Employee #6 was hired as a counselor on April 19, 2021 and was current in that position at the time of the inspection. Employee #6 had a qualifying bachelor ' s degree but did not have the full one year of clinical experience needed to qualify.



These findings were reviewed with facility staff during the licensing inspection.
 
Plan of Correction
The HR Director and Facility Director will monitor each new hire for qualifications to ensure employees classified as a counselor will have at least one year of clinical experience (1,820 hours) in a health or human services agency, preferably in a drug and alcohol setting. In the event the employee's experience did not take place in a drug and alcohol setting, the employee's individual training plan will address a plan to achieve counseling competency for a drug and alcohol setting.





HR Director and Facility Director will monitor for compliance with each new clinical hire by reviewing education and experience.



Employee #6 will be placed into a counselor assistant position until they reach one year of clinical experience (1,820 hours) and achieve clinical competency for a drug and alcohol setting. This employee will receive weekly supervision until promoted to the position of counselor. The Clinical Supervisor will document and maintain evidence of supervision.



HR Director and Facility Director will monitor supervision logs to ensure compliance with the regulation.

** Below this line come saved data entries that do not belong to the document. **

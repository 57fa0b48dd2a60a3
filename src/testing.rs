//! Fakes shared by the unit tests

use std::cell::RefCell;
use std::collections::HashMap;
use std::rc::Rc;

use embedded_hal::delay::DelayNs;

use crate::config::Dwc3Config;
use crate::controller::Dwc3Core;
use crate::dma::{DmaBuffer, DmaRegion, Platform};
use crate::dwc3::command::{DepCmd, EpCommand, GenericCommand};
use crate::dwc3::{offset, RegisterIo, MAX_PHYSICAL_ENDPOINTS};

#[derive(Default)]
struct FakeState {
    regs: HashMap<usize, u32>,
    status: u32,
    hang: bool,
}

/// Register file that completes commands as soon as they are written
///
/// Clones share the same registers, so a test keeps one handle for
/// inspection after moving another into the core.
#[derive(Clone, Default)]
pub struct FakeIo {
    state: Rc<RefCell<FakeState>>,
}

impl FakeIo {
    pub fn new() -> Self {
        Self::default()
    }

    pub fn set(&self, reg: usize, value: u32) {
        self.state.borrow_mut().regs.insert(reg, value);
    }

    pub fn get(&self, reg: usize) -> u32 {
        self.state.borrow().regs.get(&reg).copied().unwrap_or(0)
    }

    /// Every following command completes with `status`
    pub fn complete_commands_with(&self, status: u32) {
        self.state.borrow_mut().status = status & 0xF;
    }

    /// Commands stay active forever
    pub fn hang_commands(&self) {
        self.state.borrow_mut().hang = true;
    }

    fn depcmd_phy(reg: usize) -> Option<usize> {
        (0..MAX_PHYSICAL_ENDPOINTS).find(|&phy| offset::depcmd(phy) == reg)
    }
}

impl RegisterIo for FakeIo {
    fn read(&self, reg: usize) -> u32 {
        self.get(reg)
    }

    fn write(&mut self, reg: usize, value: u32) {
        let mut state = self.state.borrow_mut();
        let mut value = value;

        if let Some(phy) = Self::depcmd_phy(reg) {
            if value & DepCmd::CMDACT != 0 && !state.hang {
                value &= !(DepCmd::CMDACT | (0xF << 12));
                value |= state.status << 12;
                let started = DepCmd::from_bits(value).command() == Some(EpCommand::StartTransfer);
                if started && state.status == 0 {
                    value = (value & 0xFFFF) | ((phy as u32 + 1) << 16);
                }
            }
        } else if reg == offset::DGCMD && value & GenericCommand::CMDACT != 0 && !state.hang {
            value &= !(GenericCommand::CMDACT | (0xF << 12));
            value |= state.status << 12;
        }

        state.regs.insert(reg, value);
    }
}

/// Platform that only counts cache operations
#[derive(Debug, Default)]
pub struct NullPlatform {
    pub cleaned: usize,
    pub invalidated: usize,
    pub delayed_ns: u64,
}

impl DelayNs for NullPlatform {
    fn delay_ns(&mut self, ns: u32) {
        self.delayed_ns += u64::from(ns);
    }
}

impl Platform for NullPlatform {
    fn clean_dcache(&mut self, _addr: usize, _len: usize) {
        self.cleaned += 1;
    }

    fn invalidate_dcache(&mut self, _addr: usize, _len: usize) {
        self.invalidated += 1;
    }

    fn to_global(&self, addr: usize) -> u32 {
        addr as u32
    }
}

/// Core over `io` with small polling budgets
pub fn core_with(io: FakeIo) -> Dwc3Core<'static, FakeIo, NullPlatform> {
    let dma: &'static DmaRegion = Box::leak(Box::new(DmaRegion::new()));
    let config = Dwc3Config::new()
        .command_retries(4)
        .generic_command_retries(4)
        .run_stop_retries(4)
        .soft_reset_retries(4)
        .link_state_retries(4)
        .wakeup_retries(4);
    Dwc3Core::new(io, NullPlatform::default(), dma, config)
}

/// Buffer that outlives the test
pub fn leak_buffer(len: usize) -> DmaBuffer {
    DmaBuffer::from_static(Box::leak(vec![0u8; len].into_boxed_slice()))
}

709.28 (c) (2)  LICENSURE Confidentiality

§ 709.28. Confidentiality. (c) The project shall obtain an informed and voluntary consent from the client for the disclosure of information contained in the client record. The consent must be in writing and include, but not be limited to: (2) Specific information disclosed.
Observations
Based on a review of client records, the facility failed to obtain an informed and voluntary consent from the client for the disclosure of information that contained the specific information to be disclosed in three of the fourteen client records reviewed.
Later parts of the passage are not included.